Um estudo publicado pela revista Nature em outubro de 2016 mostrou como, na prática, a discriminação de gênero ocorre. Os pesquisadores analisaram 1.224 cartas de referência, de 54 países diferentes, utilizadas por pesquisadores em processos seletivos no meio acadêmico. Na comparação, concluiu-se que as direcionadas a mulheres traziam informações menos assertivas do que aquelas para homens. Enquanto um cientista costumava ser apresentado como “um bom profissional”, uma cientista, na maior parte das vezes, era classificada como “ela tem potencial para ser uma boa profissional”.
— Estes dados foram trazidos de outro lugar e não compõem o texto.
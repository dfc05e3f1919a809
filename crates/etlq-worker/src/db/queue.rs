//! Postgres-backed queue store on the `etl_queue` table

use async_trait::async_trait;
use chrono::{DateTime, Utc};
use etlq_common::logging::SQL_TARGET;
use sqlx::{FromRow, PgPool};
use tracing::debug;

use crate::error::{StoreError, StoreResult};
use crate::queue::{BatchRange, QueueItem, QueueProgress, QueueStatus, TransferPair};
use crate::store::QueueStore;

const ITEM_COLUMNS: &str = "id, source_table, destination_table, batch_size, start_id, last_id, \
     status, cluster_id, attempts, created_at, started_at, ended_at, error_message";

#[derive(Debug, FromRow)]
struct QueueItemRow {
    id: i64,
    source_table: String,
    destination_table: String,
    batch_size: i32,
    start_id: i64,
    last_id: i64,
    status: String,
    cluster_id: i32,
    attempts: i32,
    created_at: DateTime<Utc>,
    started_at: Option<DateTime<Utc>>,
    ended_at: Option<DateTime<Utc>>,
    error_message: Option<String>,
}

impl TryFrom<QueueItemRow> for QueueItem {
    type Error = StoreError;

    fn try_from(row: QueueItemRow) -> Result<Self, Self::Error> {
        let non_negative = |field: &str, value: i32| {
            u32::try_from(value).map_err(|_| {
                StoreError::decode(
                    format!("etl_queue.{} of item {}", field, row.id),
                    format!("negative value {}", value),
                )
            })
        };

        Ok(QueueItem {
            id: row.id,
            batch_size: non_negative("batch_size", row.batch_size)?,
            cluster_id: non_negative("cluster_id", row.cluster_id)?,
            attempts: non_negative("attempts", row.attempts)?,
            status: row.status.parse()?,
            source_table: row.source_table,
            destination_table: row.destination_table,
            start_id: row.start_id,
            last_id: row.last_id,
            created_at: row.created_at,
            started_at: row.started_at,
            ended_at: row.ended_at,
            error_message: row.error_message,
        })
    }
}

fn to_i32(context: &str, value: u32) -> StoreResult<i32> {
    i32::try_from(value).map_err(|_| StoreError::decode(context, format!("{} does not fit INT", value)))
}

/// Queue store over a shared pool
#[derive(Debug, Clone)]
pub struct PgQueueStore {
    pool: PgPool,
}

impl PgQueueStore {
    pub fn new(pool: PgPool) -> Self {
        Self { pool }
    }

    async fn current_status(&self, id: i64) -> StoreResult<Option<QueueStatus>> {
        let status: Option<String> = sqlx::query_scalar("SELECT status FROM etl_queue WHERE id = $1")
            .bind(id)
            .fetch_optional(&self.pool)
            .await?;

        status.map(|s| s.parse()).transpose()
    }
}

#[async_trait]
impl QueueStore for PgQueueStore {
    async fn enqueue(
        &self,
        pair: &TransferPair,
        batch_size: u32,
        range: BatchRange,
    ) -> StoreResult<QueueItem> {
        let query = format!(
            "INSERT INTO etl_queue \
                 (source_table, destination_table, batch_size, start_id, last_id, status, cluster_id, attempts) \
             VALUES ($1, $2, $3, $4, $5, 'WAITING', $6, 0) \
             RETURNING {ITEM_COLUMNS}"
        );
        debug!(
            target: SQL_TARGET,
            %pair,
            start_id = range.start_id,
            last_id = range.last_id,
            cluster_id = range.cluster_id,
            "[INSERT] {}",
            query
        );

        let row: QueueItemRow = sqlx::query_as(&query)
            .bind(&pair.source_table)
            .bind(&pair.destination_table)
            .bind(to_i32("batch_size", batch_size)?)
            .bind(range.start_id)
            .bind(range.last_id)
            .bind(to_i32("cluster_id", range.cluster_id)?)
            .fetch_one(&self.pool)
            .await?;

        row.try_into()
    }

    async fn claim_next(
        &self,
        pair: &TransferPair,
        cluster_id: u32,
    ) -> StoreResult<Option<QueueItem>> {
        // Select and transition in one statement; SKIP LOCKED lets concurrent
        // claimers pass over a row another transaction is taking
        let query = format!(
            "UPDATE etl_queue SET status = 'RUNNING', started_at = now() \
             WHERE id = ( \
                 SELECT id FROM etl_queue \
                 WHERE source_table = $1 AND destination_table = $2 \
                   AND cluster_id = $3 AND status = 'WAITING' \
                 ORDER BY created_at ASC, id ASC \
                 LIMIT 1 \
                 FOR UPDATE SKIP LOCKED \
             ) AND status = 'WAITING' \
             RETURNING {ITEM_COLUMNS}"
        );
        debug!(target: SQL_TARGET, %pair, cluster_id, "[UPDATE] {}", query);

        let row: Option<QueueItemRow> = sqlx::query_as(&query)
            .bind(&pair.source_table)
            .bind(&pair.destination_table)
            .bind(to_i32("cluster_id", cluster_id)?)
            .fetch_optional(&self.pool)
            .await?;

        row.map(QueueItem::try_from).transpose()
    }

    async fn set_status(
        &self,
        id: i64,
        status: QueueStatus,
        error_message: Option<&str>,
    ) -> StoreResult<()> {
        let query = "UPDATE etl_queue SET \
                 status = $2::text, \
                 started_at = CASE WHEN $2::text = 'RUNNING' THEN now() \
                                   WHEN $2::text = 'WAITING' THEN NULL ELSE started_at END, \
                 ended_at = CASE WHEN $2::text = 'COMPLETED' THEN now() \
                                 WHEN $2::text = 'WAITING' THEN NULL ELSE ended_at END, \
                 error_message = CASE WHEN $2::text = 'FAILED' THEN $3 ELSE error_message END, \
                 attempts = CASE WHEN $2::text = 'FAILED' THEN attempts + 1 ELSE attempts END \
             WHERE id = $1 AND status = ANY($4)";

        let predecessors: Vec<String> = status
            .predecessors()
            .iter()
            .map(|s| s.as_str().to_string())
            .collect();

        debug!(
            target: SQL_TARGET,
            queue_item_id = id,
            status = status.as_str(),
            error_message,
            "[UPDATE] {}",
            query
        );

        let result = sqlx::query(query)
            .bind(id)
            .bind(status.as_str())
            .bind(error_message)
            .bind(&predecessors)
            .execute(&self.pool)
            .await?;

        if result.rows_affected() > 0 {
            return Ok(());
        }

        // Nothing moved: the item is missing, already there, or somewhere else
        match self.current_status(id).await? {
            None => Err(StoreError::NotFound(id)),
            Some(current) if current == status => Ok(()),
            Some(current) => Err(StoreError::InvalidTransition {
                id,
                from: current,
                to: status,
            }),
        }
    }

    async fn high_watermark(&self, pair: &TransferPair) -> StoreResult<Option<i64>> {
        let query = "SELECT MAX(last_id) FROM etl_queue \
                     WHERE source_table = $1 AND destination_table = $2";
        debug!(target: SQL_TARGET, %pair, "[SELECT] {}", query);

        let watermark: Option<i64> = sqlx::query_scalar(query)
            .bind(&pair.source_table)
            .bind(&pair.destination_table)
            .fetch_one(&self.pool)
            .await?;

        Ok(watermark)
    }

    async fn progress(&self, pair: &TransferPair) -> StoreResult<QueueProgress> {
        let query = "SELECT status, COUNT(*) FROM etl_queue \
                     WHERE source_table = $1 AND destination_table = $2 \
                     GROUP BY status";
        debug!(target: SQL_TARGET, %pair, "[SELECT] {}", query);

        let counts: Vec<(String, i64)> = sqlx::query_as(query)
            .bind(&pair.source_table)
            .bind(&pair.destination_table)
            .fetch_all(&self.pool)
            .await?;

        let mut progress = QueueProgress::default();
        for (status, count) in counts {
            progress.record(status.parse()?, count);
        }
        Ok(progress)
    }

    async fn requeue_failed(&self, pair: &TransferPair) -> StoreResult<u64> {
        let query = "UPDATE etl_queue \
                     SET status = 'WAITING', started_at = NULL, ended_at = NULL \
                     WHERE source_table = $1 AND destination_table = $2 AND status = 'FAILED'";
        debug!(target: SQL_TARGET, %pair, "[UPDATE] {}", query);

        let result = sqlx::query(query)
            .bind(&pair.source_table)
            .bind(&pair.destination_table)
            .execute(&self.pool)
            .await?;

        Ok(result.rows_affected())
    }

    async fn requeue_running(&self, pair: &TransferPair) -> StoreResult<u64> {
        let query = "UPDATE etl_queue \
                     SET status = 'WAITING', started_at = NULL \
                     WHERE source_table = $1 AND destination_table = $2 AND status = 'RUNNING'";
        debug!(target: SQL_TARGET, %pair, "[UPDATE] {}", query);

        let result = sqlx::query(query)
            .bind(&pair.source_table)
            .bind(&pair.destination_table)
            .execute(&self.pool)
            .await?;

        Ok(result.rows_affected())
    }

    async fn clear(&self, pair: &TransferPair) -> StoreResult<u64> {
        let query = "DELETE FROM etl_queue WHERE source_table = $1 AND destination_table = $2";
        debug!(target: SQL_TARGET, %pair, "[DELETE] {}", query);

        let result = sqlx::query(query)
            .bind(&pair.source_table)
            .bind(&pair.destination_table)
            .execute(&self.pool)
            .await?;

        Ok(result.rows_affected())
    }

    async fn get(&self, id: i64) -> StoreResult<Option<QueueItem>> {
        let query = format!("SELECT {ITEM_COLUMNS} FROM etl_queue WHERE id = $1");
        debug!(target: SQL_TARGET, queue_item_id = id, "[SELECT] {}", query);

        let row: Option<QueueItemRow> = sqlx::query_as(&query)
            .bind(id)
            .fetch_optional(&self.pool)
            .await?;

        row.map(QueueItem::try_from).transpose()
    }
}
“Também há a diferença de salários”, aponta Maia. “Um estudo recente [publicado em janeiro pelo periódico Plos One] mostrou que, ao longo da vida, uma cientista mulher na Nova Zelândia recebe 400 mil dólares neozelandeses a menos do que seus colegas do sexo masculino [o equivalente a quase de 1,2 milhão de reais].”